BEGIN Input data

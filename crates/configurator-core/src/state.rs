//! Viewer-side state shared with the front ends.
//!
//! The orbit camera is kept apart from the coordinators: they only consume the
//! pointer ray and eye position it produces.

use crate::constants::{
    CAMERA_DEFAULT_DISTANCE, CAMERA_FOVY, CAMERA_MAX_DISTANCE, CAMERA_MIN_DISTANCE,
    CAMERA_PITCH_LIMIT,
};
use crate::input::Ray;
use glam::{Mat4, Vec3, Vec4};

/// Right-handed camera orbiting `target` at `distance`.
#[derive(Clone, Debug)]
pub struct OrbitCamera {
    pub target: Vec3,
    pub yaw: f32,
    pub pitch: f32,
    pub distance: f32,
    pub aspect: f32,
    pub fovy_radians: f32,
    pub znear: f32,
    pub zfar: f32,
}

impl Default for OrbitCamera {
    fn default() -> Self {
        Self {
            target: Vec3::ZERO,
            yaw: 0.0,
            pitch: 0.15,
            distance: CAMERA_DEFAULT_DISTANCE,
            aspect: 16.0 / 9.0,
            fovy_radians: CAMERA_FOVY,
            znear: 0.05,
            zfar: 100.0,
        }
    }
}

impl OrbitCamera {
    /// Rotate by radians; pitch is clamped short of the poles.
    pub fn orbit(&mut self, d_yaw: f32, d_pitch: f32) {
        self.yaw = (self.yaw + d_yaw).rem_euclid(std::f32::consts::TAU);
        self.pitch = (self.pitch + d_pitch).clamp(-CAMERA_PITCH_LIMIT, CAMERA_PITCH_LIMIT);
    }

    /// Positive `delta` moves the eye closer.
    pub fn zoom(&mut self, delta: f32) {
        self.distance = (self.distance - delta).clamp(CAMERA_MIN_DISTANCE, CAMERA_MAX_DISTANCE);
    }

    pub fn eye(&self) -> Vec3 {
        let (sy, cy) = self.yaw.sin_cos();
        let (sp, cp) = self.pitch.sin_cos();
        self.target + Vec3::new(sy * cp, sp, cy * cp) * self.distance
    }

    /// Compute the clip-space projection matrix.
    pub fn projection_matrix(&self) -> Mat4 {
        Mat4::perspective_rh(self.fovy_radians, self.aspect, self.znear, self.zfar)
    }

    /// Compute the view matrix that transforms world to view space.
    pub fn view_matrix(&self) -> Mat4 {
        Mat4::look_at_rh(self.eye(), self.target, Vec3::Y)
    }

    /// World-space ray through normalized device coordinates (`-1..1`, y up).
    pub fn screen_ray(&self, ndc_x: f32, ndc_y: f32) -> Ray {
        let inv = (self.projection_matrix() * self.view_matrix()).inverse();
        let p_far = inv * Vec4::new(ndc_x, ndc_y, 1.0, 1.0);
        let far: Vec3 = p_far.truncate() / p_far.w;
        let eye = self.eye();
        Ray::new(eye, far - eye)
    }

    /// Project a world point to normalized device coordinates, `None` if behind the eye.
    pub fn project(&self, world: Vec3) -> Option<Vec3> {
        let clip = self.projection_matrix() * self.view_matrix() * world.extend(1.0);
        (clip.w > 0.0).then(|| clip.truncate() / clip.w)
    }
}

END Input data

Report all lines above with "zfar".

    pub zfar: f32,
            zfar: 100.0,
        Mat4::perspective_rh(self.fovy_radians, self.aspect, self.znear, self.zfar)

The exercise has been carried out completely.